El acto originariamente impugnado consiste en la resolución de la Dirección General de Desarrollo Rural de la Consejería de Agricultura, Ganadería, Pesca y Alimentación del Gobierno de Canarias, de 30 de marzo del 2007, por la que se conceden las ayudas a los daños causados en las producciones e infraestructuras en el sector agrario.

La sentencia recurrida en casación se encamina a determinar la cuantía de la ayuda que le corresponde percibir a la actora en relación con la exclusión de los metros cuadrados de malla que habían rebasado su vida útil.  

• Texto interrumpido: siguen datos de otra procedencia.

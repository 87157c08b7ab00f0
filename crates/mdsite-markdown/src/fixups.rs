//! Textual fixups applied to a rendered fragment before templating.

use serde::Deserialize;

const CODE_OPEN: &str = "<code>";
const CODE_CLOSE: &str = "</code>";
const PRE_OPEN: &str = "<pre>";
const PRE_CLOSE: &str = "</pre>";

/// Where `<code>` tags are rewritten to `<pre>` tags.
#[derive(Debug, Clone, Copy, Default, PartialEq, Eq, Deserialize)]
#[serde(rename_all = "kebab-case")]
pub enum CodeTagPolicy {
    /// Every occurrence, including those inside fenced code blocks, which
    /// end up as a nested `<pre>` pair.
    #[default]
    Global,
    /// Only occurrences outside an existing `<pre>` element.
    InlineOnly,
}

/// Link and code-tag rewrites applied in order to every fragment.
#[derive(Debug, Clone, PartialEq, Eq)]
pub struct Fixups {
    /// Relative link prefix pointing at the output root, e.g. `./docs/`.
    pub link_prefix: String,
    pub code_tags: CodeTagPolicy,
}

impl Fixups {
    pub fn new(link_prefix: impl Into<String>, code_tags: CodeTagPolicy) -> Self {
        Self {
            link_prefix: link_prefix.into(),
            code_tags,
        }
    }

    pub fn apply(&self, fragment: &str) -> String {
        let html = strip_link_prefix(fragment, &self.link_prefix);
        match self.code_tags {
            CodeTagPolicy::Global => html.replace(CODE_OPEN, PRE_OPEN).replace(CODE_CLOSE, PRE_CLOSE),
            CodeTagPolicy::InlineOnly => replace_code_outside_pre(&html),
        }
    }
}

impl Default for Fixups {
    fn default() -> Self {
        Self::new("./docs/", CodeTagPolicy::default())
    }
}

/// Closes the container elements the page template leaves open for the
/// head section of every page.
///
/// A fragment that contains `marker` has every occurrence replaced with
/// `closing`; any other fragment gets `closing` prepended once, so page
/// content always starts after the head containers are closed.
#[derive(Debug, Clone, PartialEq, Eq, Deserialize)]
#[serde(default)]
pub struct HeadStitch {
    pub marker: String,
    pub closing: String,
}

impl HeadStitch {
    pub fn apply(&self, fragment: &str) -> String {
        if !self.marker.is_empty() && fragment.contains(&self.marker) {
            fragment.replace(&self.marker, &self.closing)
        } else {
            format!("{}{}", self.closing, fragment)
        }
    }
}

impl Default for HeadStitch {
    fn default() -> Self {
        Self {
            marker: "<!-- EndHead -->".to_string(),
            closing: "</div></div>".to_string(),
        }
    }
}

/// Remove `prefix` until none is left, so removal cannot splice a new one.
fn strip_link_prefix(html: &str, prefix: &str) -> String {
    let mut out = html.to_string();
    if prefix.is_empty() {
        return out;
    }
    while out.contains(prefix) {
        out = out.replace(prefix, "");
    }
    out
}

fn replace_code_outside_pre(html: &str) -> String {
    let mut out = String::with_capacity(html.len());
    let mut depth = 0usize;
    let mut rest = html;

    while let Some(pos) = rest.find('<') {
        out.push_str(&rest[..pos]);
        let tail = &rest[pos..];

        let (emit, consumed) = if depth == 0 && tail.starts_with(CODE_OPEN) {
            (PRE_OPEN, CODE_OPEN.len())
        } else if depth == 0 && tail.starts_with(CODE_CLOSE) {
            (PRE_CLOSE, CODE_CLOSE.len())
        } else if is_pre_open(tail) {
            depth += 1;
            ("<", 1)
        } else if tail.starts_with(PRE_CLOSE) {
            depth = depth.saturating_sub(1);
            (PRE_CLOSE, PRE_CLOSE.len())
        } else {
            ("<", 1)
        };

        out.push_str(emit);
        rest = &tail[consumed..];
    }

    out.push_str(rest);
    out
}

fn is_pre_open(tail: &str) -> bool {
    tail.strip_prefix("<pre")
        .and_then(|after| after.chars().next())
        .is_some_and(|c| c == '>' || c.is_whitespace())
}
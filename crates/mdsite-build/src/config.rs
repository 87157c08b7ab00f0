//! Build configuration.

use std::path::{Path, PathBuf};

use mdsite_markdown::{CodeTagPolicy, Fixups, HeadStitch};

/// Configuration for building a site.
///
/// The defaults describe the conventional layout: Markdown under the
/// working directory, pages written to `docs/`, `template.html` as the page
/// template, `static/` copied to `docs/static/`, and `README.md` published
/// as `docs/index.html`.
#[derive(Debug, Clone)]
pub struct SiteConfig {
    /// Root scanned for Markdown sources
    pub source_dir: PathBuf,

    /// Output root
    pub output_dir: PathBuf,

    /// Page template file
    pub template: PathBuf,

    /// Marker in the template replaced by the page body
    pub marker: String,

    /// Static assets directory copied into the output root
    pub static_dir: PathBuf,

    /// Source (relative to `source_dir`) published as the site index
    pub index_source: PathBuf,

    /// Site index file name (relative to `output_dir`)
    pub index_output: PathBuf,

    /// Link prefix stripped from fragments; defaults to `./<output name>/`
    pub link_prefix: Option<String>,

    pub code_tags: CodeTagPolicy,

    pub head: HeadStitch,
}

impl Default for SiteConfig {
    fn default() -> Self {
        Self {
            source_dir: PathBuf::from("."),
            output_dir: PathBuf::from("docs"),
            template: PathBuf::from("template.html"),
            marker: "{{ BODY }}".to_string(),
            static_dir: PathBuf::from("static"),
            index_source: PathBuf::from("README.md"),
            index_output: PathBuf::from("index.html"),
            link_prefix: None,
            code_tags: CodeTagPolicy::default(),
            head: HeadStitch::default(),
        }
    }
}

impl SiteConfig {
    /// Output path for a source path relative to `source_dir`.
    pub fn output_path(&self, source: &Path) -> PathBuf {
        if source == self.index_source.as_path() {
            return self.output_dir.join(&self.index_output);
        }
        self.output_dir.join(source).with_extension("html")
    }

    /// Link prefix pointing at the output root.
    pub fn link_prefix(&self) -> String {
        if let Some(prefix) = &self.link_prefix {
            return prefix.clone();
        }

        let name = self
            .output_dir
            .file_name()
            .map(|n| n.to_string_lossy().to_string())
            .unwrap_or_default();
        if name.is_empty() {
            String::new()
        } else {
            format!("./{}/", name)
        }
    }

    pub fn fixups(&self) -> Fixups {
        Fixups::new(self.link_prefix(), self.code_tags)
    }

    /// Rooted config: every path resolved against `root`.
    pub fn rooted(root: &Path) -> Self {
        let defaults = Self::default();
        Self {
            source_dir: root.to_path_buf(),
            output_dir: root.join(&defaults.output_dir),
            template: root.join(&defaults.template),
            static_dir: root.join(&defaults.static_dir),
            ..defaults
        }
    }
}

#[cfg(test)]
mod tests {
    use super::*;

    #[test]
    fn maps_sources_under_output_root() {
        let config = SiteConfig::default();

        assert_eq!(
            config.output_path(Path::new("guide/intro.md")),
            PathBuf::from("docs/guide/intro.html")
        );
        assert_eq!(
            config.output_path(Path::new("notes.md")),
            PathBuf::from("docs/notes.html")
        );
    }

    #[test]
    fn root_readme_maps_to_site_index() {
        let config = SiteConfig::default();

        assert_eq!(
            config.output_path(Path::new("README.md")),
            PathBuf::from("docs/index.html")
        );
        assert_eq!(
            config.output_path(Path::new("guide/README.md")),
            PathBuf::from("docs/guide/README.html")
        );
    }

    #[test]
    fn derives_link_prefix_from_output_name() {
        let mut config = SiteConfig::default();
        assert_eq!(config.link_prefix(), "./docs/");

        config.output_dir = PathBuf::from("/tmp/site/public");
        assert_eq!(config.link_prefix(), "./public/");

        config.link_prefix = Some("../".to_string());
        assert_eq!(config.link_prefix(), "../");
    }

    #[test]
    fn rooted_config_resolves_paths() {
        let config = SiteConfig::rooted(Path::new("/work"));

        assert_eq!(config.output_dir, PathBuf::from("/work/docs"));
        assert_eq!(config.template, PathBuf::from("/work/template.html"));
        assert_eq!(config.static_dir, PathBuf::from("/work/static"));
        assert_eq!(config.index_source, PathBuf::from("README.md"));
        assert_eq!(config.link_prefix(), "./docs/");
    }
}
//! Settings: defaults, then `config.yaml`, then `STOKE_*` environment.
//!
//! All on-disk state lives under a single root directory unless a setting
//! points elsewhere.

use std::path::{Path, PathBuf};
use std::time::Duration;

use figment::providers::{Env, Format, Serialized, Yaml};
use figment::Figment;
use serde::{Deserialize, Serialize};

use crate::error::Result;

#[derive(Debug, Clone, Serialize, Deserialize)]
pub struct Settings {
    /// Directories scanned for cluster type definitions (`<path>/<type>/metadata.yaml`).
    pub type_paths: Vec<PathBuf>,
    /// Saved answers, one YAML file per cluster type id.
    pub answers_dir: PathBuf,
    /// Node registry and selected cluster type.
    pub data_dir: PathBuf,
    /// Job logs and their user-facing symlinks.
    pub log_dir: PathBuf,
    pub inventory_dir: PathBuf,
    /// Exported to jobs as `ANSIBLE_CALLBACK_PLUGINS`.
    pub ansible_callback_dir: PathBuf,
    #[serde(default = "default_probe_timeout")]
    pub probe_timeout_secs: u64,
    #[serde(default = "default_log_level")]
    pub log_level: String,
    #[serde(default)]
    pub hunter: HunterSettings,
}

#[derive(Debug, Clone, Serialize, Deserialize)]
pub struct HunterSettings {
    #[serde(default)]
    pub enabled: bool,
    /// Drop hunter entries after a successful removal.
    #[serde(default)]
    pub remove_entry: bool,
    #[serde(default = "default_hunter_command")]
    pub command: String,
}

impl Default for HunterSettings {
    fn default() -> Self {
        Self {
            enabled: false,
            remove_entry: false,
            command: default_hunter_command(),
        }
    }
}

fn default_probe_timeout() -> u64 {
    5
}

fn default_log_level() -> String {
    "warn".to_string()
}

fn default_hunter_command() -> String {
    "hunter".to_string()
}

impl Default for Settings {
    fn default() -> Self {
        let root = dirs::data_dir()
            .unwrap_or_else(|| PathBuf::from("/var/lib"))
            .join("stoke");
        Self::rooted(&root)
    }
}

impl Settings {
    /// Settings with every directory placed under `root`.
    pub fn rooted(root: &Path) -> Self {
        Self {
            type_paths: vec![root.join("types")],
            answers_dir: root.join("answers"),
            data_dir: root.join("data"),
            log_dir: root.join("log"),
            inventory_dir: root.join("inventory"),
            ansible_callback_dir: root.join("callback"),
            probe_timeout_secs: default_probe_timeout(),
            log_level: default_log_level(),
            hunter: HunterSettings::default(),
        }
    }

    /// Default config file: `~/.config/stoke/config.yaml`
    pub fn default_path() -> PathBuf {
        dirs::config_dir()
            .unwrap_or_else(|| PathBuf::from("~/.config"))
            .join("stoke")
            .join("config.yaml")
    }

    pub fn probe_timeout(&self) -> Duration {
        Duration::from_secs(self.probe_timeout_secs)
    }

    pub fn nodes_file(&self) -> PathBuf {
        self.data_dir.join("nodes.yaml")
    }

    pub fn selection_file(&self) -> PathBuf {
        self.data_dir.join("selection.yaml")
    }

    pub fn jobs_dir(&self) -> PathBuf {
        self.data_dir.join("jobs")
    }
}

/// Load settings from the given file (or the default path) layered over the
/// built-in defaults, with `STOKE_` environment variables on top.
pub fn load(path: Option<&Path>) -> Result<Settings> {
    let path = path.map(Path::to_path_buf).unwrap_or_else(Settings::default_path);
    let settings = figment(&path).extract()?;
    Ok(settings)
}

fn figment(path: &Path) -> Figment {
    Figment::from(Serialized::defaults(Settings::default()))
        .merge(Yaml::file(path))
        .merge(Env::prefixed("STOKE_").split("__"))
}
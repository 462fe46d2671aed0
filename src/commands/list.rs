use anyhow::{bail, Result};
use colored::Colorize;

use stoke::domain::node::NodeStatus;

use super::Context;

pub fn run(ctx: &Context) -> Result<()> {
    let nodes = ctx.registry.all(|_| true)?;
    if nodes.is_empty() {
        bail!("No nodes to display");
    }

    let name_width = nodes.iter().map(|n| n.name.len()).max().unwrap_or(0).max(4);
    let identity_width = nodes
        .iter()
        .map(|n| n.identity.as_deref().unwrap_or("-").len())
        .max()
        .unwrap_or(0)
        .max(8);

    let header = format!("{:<name_width$}  {:<identity_width$}  Status", "Node", "Identity");
    println!("{}", header.bold());
    for node in &nodes {
        let status = match node.status {
            NodeStatus::Complete => node.status.as_str().green(),
            NodeStatus::Failed => node.status.as_str().red(),
            NodeStatus::InProgress => node.status.as_str().yellow(),
            NodeStatus::Idle => node.status.as_str().normal(),
        };
        println!(
            "{:<name_width$}  {:<identity_width$}  {}",
            node.name,
            node.identity.as_deref().unwrap_or("-"),
            status
        );
    }
    Ok(())
}
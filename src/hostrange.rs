//! Bracket host-range expansion: `node[01-03],gpu[1,4-5]`.

use crate::error::{Error, Result};

/// Expand a comma-separated list of host terms into a deduplicated list,
/// preserving first-seen order.
///
/// Each term may contain at most one bracket group holding comma-separated
/// numbers or inclusive ranges. Zero padding follows the width of the range
/// start (`01-10` yields `01 … 10`).
pub fn expand(expression: &str) -> Result<Vec<String>> {
    let mut names: Vec<String> = Vec::new();
    for term in split_terms(expression) {
        for name in expand_term(expression, &term)? {
            if !names.contains(&name) {
                names.push(name);
            }
        }
    }
    Ok(names)
}

/// Split on commas that are not inside brackets.
fn split_terms(expression: &str) -> Vec<String> {
    let mut terms = Vec::new();
    let mut depth = 0usize;
    let mut current = String::new();
    for c in expression.chars() {
        match c {
            '[' => {
                depth += 1;
                current.push(c);
            }
            ']' => {
                depth = depth.saturating_sub(1);
                current.push(c);
            }
            ',' if depth == 0 => {
                terms.push(std::mem::take(&mut current));
            }
            _ => current.push(c),
        }
    }
    terms.push(current);
    terms
        .into_iter()
        .map(|t| t.trim().to_string())
        .filter(|t| !t.is_empty())
        .collect()
}

fn expand_term(expression: &str, term: &str) -> Result<Vec<String>> {
    let invalid = |reason: &str| Error::InvalidHostRange {
        expression: expression.to_string(),
        reason: reason.to_string(),
    };

    let Some(open) = term.find('[') else {
        if term.contains(']') {
            return Err(invalid("unbalanced ']'"));
        }
        return Ok(vec![term.to_string()]);
    };
    let close = term[open..]
        .find(']')
        .map(|i| open + i)
        .ok_or_else(|| invalid("unbalanced '['"))?;

    let prefix = &term[..open];
    let body = &term[open + 1..close];
    let suffix = &term[close + 1..];
    if suffix.contains('[') || suffix.contains(']') {
        return Err(invalid("only one bracket group per term is supported"));
    }

    let mut out = Vec::new();
    for part in body.split(',').map(str::trim) {
        match part.split_once('-') {
            Some((start, end)) => {
                let width = start.len();
                let lo: u64 = start.parse().map_err(|_| invalid("range start is not a number"))?;
                let hi: u64 = end.parse().map_err(|_| invalid("range end is not a number"))?;
                if lo > hi {
                    return Err(invalid("range start is greater than range end"));
                }
                for n in lo..=hi {
                    out.push(format!("{prefix}{n:0width$}{suffix}"));
                }
            }
            None => {
                if part.is_empty() || !part.chars().all(|c| c.is_ascii_digit()) {
                    return Err(invalid("bracket entries must be numbers or ranges"));
                }
                out.push(format!("{prefix}{part}{suffix}"));
            }
        }
    }
    Ok(out)
}

#[cfg(test)]
mod tests {
    use super::*;

    #[test]
    fn plain_names_pass_through() {
        assert_eq!(expand("n1,n2").unwrap(), vec!["n1", "n2"]);
    }

    #[test]
    fn padded_range() {
        assert_eq!(
            expand("node[01-03]").unwrap(),
            vec!["node01", "node02", "node03"]
        );
    }

    #[test]
    fn mixed_entries_and_dedup() {
        assert_eq!(
            expand("gpu[1,3-4],gpu3,login").unwrap(),
            vec!["gpu1", "gpu3", "gpu4", "login"]
        );
    }

    #[test]
    fn suffix_is_kept() {
        assert_eq!(expand("r[1-2]-a").unwrap(), vec!["r1-a", "r2-a"]);
    }

    #[test]
    fn malformed_ranges_are_rejected() {
        assert!(expand("node[3-1]").is_err());
        assert!(expand("node[01-03").is_err());
        assert!(expand("node[a-b]").is_err());
    }
}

En cuanto a la forma, la reposición de actuaciones administrativas, aunque no se corresponde con los términos del suplico de la demanda, no resulta opuesta a la pretensión deducida en aquella ni constituye incongruencia extra petita, pues, como afirma el Tribunal Supremo, «la Sala disponía de varios cauces para satisfacer la pretensión de la demandante, como hubiera sido fijar una cantidad líquida en el fallo o relegar su liquidación a ejecución de sentencia, pero la solución adoptada no es incoherente ni totalmente extraña a la pretensión de anulación del acto administrativo que late en el suplico. Nótese que la retroacción de actuaciones administrativas es admisible cuando el Tribunal no dispone de todos los datos necesarios para formular la declaración del derecho del accionante, y, por tanto, satisface su interés a obtener una resolución de fondo».  

Sobre el fondo, la Sala de instancia explica que la Administración redujo la ayuda solicitada por la interesada excluyendo de los metros cuadrados de malla dañados por la tormenta aquellos en los que la malla había superado el período de su vida útil (coincidente con los cuatro años de garantía otorgada por el fabricante), pero dicha superación, a criterio de la Sala no acredita por sí solo que la malla no sea apta para el uso, y ante la carencia de prueba demostrativa de que la malla era, en efecto, inservible, concluyó que no hay justificación de la supresión de la ayuda por este concepto.